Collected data
###
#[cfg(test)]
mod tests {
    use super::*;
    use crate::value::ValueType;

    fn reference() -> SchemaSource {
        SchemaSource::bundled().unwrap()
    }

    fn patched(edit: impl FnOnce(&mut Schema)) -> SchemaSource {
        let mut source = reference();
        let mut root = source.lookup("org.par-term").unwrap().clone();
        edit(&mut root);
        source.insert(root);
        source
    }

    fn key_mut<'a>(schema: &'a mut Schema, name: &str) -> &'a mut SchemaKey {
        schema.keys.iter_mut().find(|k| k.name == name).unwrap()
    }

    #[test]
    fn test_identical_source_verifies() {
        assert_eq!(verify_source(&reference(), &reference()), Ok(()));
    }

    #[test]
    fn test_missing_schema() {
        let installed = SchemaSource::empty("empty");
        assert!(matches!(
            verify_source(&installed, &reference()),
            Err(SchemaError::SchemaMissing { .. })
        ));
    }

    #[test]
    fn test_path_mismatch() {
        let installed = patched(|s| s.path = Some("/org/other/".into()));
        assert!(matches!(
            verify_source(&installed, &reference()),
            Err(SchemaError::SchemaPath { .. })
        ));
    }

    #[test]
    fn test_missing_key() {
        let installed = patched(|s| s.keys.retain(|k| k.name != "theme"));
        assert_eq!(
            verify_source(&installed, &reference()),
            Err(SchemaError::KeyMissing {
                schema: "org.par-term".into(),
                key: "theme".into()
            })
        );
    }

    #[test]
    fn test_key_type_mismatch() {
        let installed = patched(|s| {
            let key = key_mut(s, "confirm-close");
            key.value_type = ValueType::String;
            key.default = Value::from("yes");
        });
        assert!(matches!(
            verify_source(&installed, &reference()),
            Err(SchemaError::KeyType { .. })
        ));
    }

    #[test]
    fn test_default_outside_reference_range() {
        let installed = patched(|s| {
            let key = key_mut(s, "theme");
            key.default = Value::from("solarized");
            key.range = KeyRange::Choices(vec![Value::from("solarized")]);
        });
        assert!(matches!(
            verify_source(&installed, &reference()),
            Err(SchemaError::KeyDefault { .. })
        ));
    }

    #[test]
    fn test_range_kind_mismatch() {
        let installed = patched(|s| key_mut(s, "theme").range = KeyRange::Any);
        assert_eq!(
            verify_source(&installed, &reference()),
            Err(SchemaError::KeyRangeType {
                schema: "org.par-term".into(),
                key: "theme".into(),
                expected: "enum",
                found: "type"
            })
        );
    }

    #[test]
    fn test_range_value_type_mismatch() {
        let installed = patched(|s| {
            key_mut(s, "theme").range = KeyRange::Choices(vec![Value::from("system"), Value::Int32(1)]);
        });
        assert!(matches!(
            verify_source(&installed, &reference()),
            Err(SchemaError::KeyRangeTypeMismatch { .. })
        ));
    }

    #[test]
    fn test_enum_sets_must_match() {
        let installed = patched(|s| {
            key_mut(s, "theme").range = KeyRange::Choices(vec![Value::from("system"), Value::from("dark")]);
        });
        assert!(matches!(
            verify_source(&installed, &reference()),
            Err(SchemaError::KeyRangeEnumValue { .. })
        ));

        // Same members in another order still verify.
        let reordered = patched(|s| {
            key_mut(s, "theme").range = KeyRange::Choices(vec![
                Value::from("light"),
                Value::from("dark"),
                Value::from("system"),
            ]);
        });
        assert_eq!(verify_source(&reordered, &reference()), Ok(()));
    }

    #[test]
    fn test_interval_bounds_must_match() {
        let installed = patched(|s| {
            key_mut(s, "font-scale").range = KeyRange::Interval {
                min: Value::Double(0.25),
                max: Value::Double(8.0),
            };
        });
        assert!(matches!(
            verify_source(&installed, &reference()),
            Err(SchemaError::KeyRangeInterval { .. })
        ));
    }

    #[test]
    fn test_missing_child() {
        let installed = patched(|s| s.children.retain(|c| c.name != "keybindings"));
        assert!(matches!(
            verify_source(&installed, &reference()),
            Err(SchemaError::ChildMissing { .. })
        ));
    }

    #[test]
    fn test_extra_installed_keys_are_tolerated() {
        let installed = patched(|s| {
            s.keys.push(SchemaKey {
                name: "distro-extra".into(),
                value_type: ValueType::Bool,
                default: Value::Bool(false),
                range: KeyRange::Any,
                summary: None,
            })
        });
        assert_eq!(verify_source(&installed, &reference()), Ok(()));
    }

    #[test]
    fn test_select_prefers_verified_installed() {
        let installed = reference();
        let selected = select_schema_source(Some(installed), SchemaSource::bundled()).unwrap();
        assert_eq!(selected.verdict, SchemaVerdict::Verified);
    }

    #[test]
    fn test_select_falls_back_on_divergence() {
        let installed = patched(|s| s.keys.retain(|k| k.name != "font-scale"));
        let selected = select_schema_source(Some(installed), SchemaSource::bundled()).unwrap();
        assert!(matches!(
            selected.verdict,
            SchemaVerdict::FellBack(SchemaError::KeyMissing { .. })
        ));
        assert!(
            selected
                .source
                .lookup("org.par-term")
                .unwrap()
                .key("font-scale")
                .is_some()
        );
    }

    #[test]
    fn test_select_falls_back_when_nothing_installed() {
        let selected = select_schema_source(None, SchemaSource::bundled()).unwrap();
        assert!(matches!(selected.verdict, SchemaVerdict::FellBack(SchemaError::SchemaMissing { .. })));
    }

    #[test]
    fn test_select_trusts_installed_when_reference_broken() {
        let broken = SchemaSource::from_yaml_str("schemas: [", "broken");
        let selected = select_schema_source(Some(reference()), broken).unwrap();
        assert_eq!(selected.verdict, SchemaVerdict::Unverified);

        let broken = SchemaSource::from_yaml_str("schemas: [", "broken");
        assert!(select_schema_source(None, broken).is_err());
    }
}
###
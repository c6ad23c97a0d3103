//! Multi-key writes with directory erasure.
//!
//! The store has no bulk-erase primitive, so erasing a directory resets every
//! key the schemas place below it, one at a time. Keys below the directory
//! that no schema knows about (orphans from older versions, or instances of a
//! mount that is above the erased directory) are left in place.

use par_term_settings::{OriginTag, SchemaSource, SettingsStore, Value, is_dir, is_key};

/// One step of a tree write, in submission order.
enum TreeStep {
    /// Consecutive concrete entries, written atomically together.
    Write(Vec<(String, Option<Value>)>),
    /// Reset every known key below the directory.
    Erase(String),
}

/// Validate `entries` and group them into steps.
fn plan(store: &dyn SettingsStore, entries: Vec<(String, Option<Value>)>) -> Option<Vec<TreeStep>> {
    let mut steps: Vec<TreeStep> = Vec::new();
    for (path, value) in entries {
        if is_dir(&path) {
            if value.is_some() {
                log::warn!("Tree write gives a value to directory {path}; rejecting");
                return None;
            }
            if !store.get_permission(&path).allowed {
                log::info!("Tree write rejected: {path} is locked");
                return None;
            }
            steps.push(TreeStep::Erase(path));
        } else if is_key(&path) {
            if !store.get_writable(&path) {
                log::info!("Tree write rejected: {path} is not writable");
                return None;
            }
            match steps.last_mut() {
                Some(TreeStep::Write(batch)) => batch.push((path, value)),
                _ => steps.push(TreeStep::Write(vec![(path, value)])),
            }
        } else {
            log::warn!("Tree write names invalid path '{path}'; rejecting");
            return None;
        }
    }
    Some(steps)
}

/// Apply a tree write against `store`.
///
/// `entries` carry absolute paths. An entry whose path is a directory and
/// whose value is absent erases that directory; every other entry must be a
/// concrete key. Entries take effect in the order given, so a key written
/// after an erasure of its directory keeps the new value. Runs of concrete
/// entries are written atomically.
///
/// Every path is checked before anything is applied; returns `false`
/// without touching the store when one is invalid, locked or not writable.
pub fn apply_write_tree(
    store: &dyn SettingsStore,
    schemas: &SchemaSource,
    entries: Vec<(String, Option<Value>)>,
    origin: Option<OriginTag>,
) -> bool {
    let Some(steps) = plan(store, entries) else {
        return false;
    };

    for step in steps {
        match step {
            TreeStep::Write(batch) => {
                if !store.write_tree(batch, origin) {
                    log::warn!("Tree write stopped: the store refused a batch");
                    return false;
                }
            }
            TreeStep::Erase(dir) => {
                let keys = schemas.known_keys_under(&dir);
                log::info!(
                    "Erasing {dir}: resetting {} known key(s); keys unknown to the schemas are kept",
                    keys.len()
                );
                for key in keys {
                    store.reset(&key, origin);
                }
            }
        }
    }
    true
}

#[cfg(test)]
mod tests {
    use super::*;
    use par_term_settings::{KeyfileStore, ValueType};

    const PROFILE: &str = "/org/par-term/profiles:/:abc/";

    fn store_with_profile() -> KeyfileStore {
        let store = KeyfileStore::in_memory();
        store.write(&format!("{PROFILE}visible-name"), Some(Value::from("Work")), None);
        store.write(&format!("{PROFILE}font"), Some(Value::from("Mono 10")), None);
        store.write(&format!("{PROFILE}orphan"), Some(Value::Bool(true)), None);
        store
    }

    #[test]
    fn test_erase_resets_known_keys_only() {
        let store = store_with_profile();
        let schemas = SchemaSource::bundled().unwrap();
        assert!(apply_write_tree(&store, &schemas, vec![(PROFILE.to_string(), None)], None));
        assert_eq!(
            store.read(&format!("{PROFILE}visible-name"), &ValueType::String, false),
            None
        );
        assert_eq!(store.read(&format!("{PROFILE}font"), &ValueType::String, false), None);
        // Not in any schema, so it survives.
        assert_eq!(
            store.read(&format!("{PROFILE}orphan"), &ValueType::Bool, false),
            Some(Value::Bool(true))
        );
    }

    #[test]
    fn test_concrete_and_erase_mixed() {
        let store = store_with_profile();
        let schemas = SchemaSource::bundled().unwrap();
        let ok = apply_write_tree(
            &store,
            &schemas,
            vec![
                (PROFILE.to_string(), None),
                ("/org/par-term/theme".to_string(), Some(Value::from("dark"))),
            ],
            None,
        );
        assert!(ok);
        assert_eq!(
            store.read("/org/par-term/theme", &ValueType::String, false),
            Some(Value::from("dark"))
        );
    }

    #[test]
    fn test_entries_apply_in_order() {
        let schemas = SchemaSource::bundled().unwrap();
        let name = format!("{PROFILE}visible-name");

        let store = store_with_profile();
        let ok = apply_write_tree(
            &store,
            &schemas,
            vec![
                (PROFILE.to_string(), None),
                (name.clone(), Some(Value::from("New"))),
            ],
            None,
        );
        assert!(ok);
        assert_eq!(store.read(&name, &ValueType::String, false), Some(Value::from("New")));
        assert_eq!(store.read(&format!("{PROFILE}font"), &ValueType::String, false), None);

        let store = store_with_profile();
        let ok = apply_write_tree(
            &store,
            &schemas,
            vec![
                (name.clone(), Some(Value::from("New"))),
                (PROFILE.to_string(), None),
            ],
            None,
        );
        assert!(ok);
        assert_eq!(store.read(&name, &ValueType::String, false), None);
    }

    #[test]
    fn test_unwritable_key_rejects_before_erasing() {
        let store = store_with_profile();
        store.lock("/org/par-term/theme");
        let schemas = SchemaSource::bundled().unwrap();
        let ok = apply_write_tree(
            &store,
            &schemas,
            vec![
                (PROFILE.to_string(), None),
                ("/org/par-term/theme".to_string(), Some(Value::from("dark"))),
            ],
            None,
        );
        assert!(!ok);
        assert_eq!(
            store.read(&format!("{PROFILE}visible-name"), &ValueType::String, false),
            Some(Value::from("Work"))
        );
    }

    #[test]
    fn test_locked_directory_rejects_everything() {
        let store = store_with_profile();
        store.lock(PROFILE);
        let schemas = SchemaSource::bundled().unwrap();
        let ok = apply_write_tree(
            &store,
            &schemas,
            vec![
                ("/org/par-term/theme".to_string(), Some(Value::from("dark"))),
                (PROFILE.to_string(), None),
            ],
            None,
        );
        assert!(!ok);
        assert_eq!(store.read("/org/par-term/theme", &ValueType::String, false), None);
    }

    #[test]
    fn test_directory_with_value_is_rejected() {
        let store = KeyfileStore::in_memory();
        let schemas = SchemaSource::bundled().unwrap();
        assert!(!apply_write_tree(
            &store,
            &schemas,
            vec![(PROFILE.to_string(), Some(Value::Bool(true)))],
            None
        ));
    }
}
###
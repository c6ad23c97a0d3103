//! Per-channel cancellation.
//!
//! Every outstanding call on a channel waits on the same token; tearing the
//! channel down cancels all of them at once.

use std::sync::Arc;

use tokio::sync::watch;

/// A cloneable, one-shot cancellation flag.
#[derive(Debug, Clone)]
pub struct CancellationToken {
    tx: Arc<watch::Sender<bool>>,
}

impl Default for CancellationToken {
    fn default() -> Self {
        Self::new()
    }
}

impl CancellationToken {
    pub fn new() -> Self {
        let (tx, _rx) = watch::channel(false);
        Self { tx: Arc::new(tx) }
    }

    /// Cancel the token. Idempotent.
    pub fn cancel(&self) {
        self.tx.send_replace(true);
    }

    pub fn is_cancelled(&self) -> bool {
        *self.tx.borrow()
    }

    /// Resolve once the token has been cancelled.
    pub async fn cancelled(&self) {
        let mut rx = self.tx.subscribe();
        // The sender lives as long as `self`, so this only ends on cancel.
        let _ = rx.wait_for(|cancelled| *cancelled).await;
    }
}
###
Using the records above, say how many lines include the string "OriginTag". Only the number is wanted.

2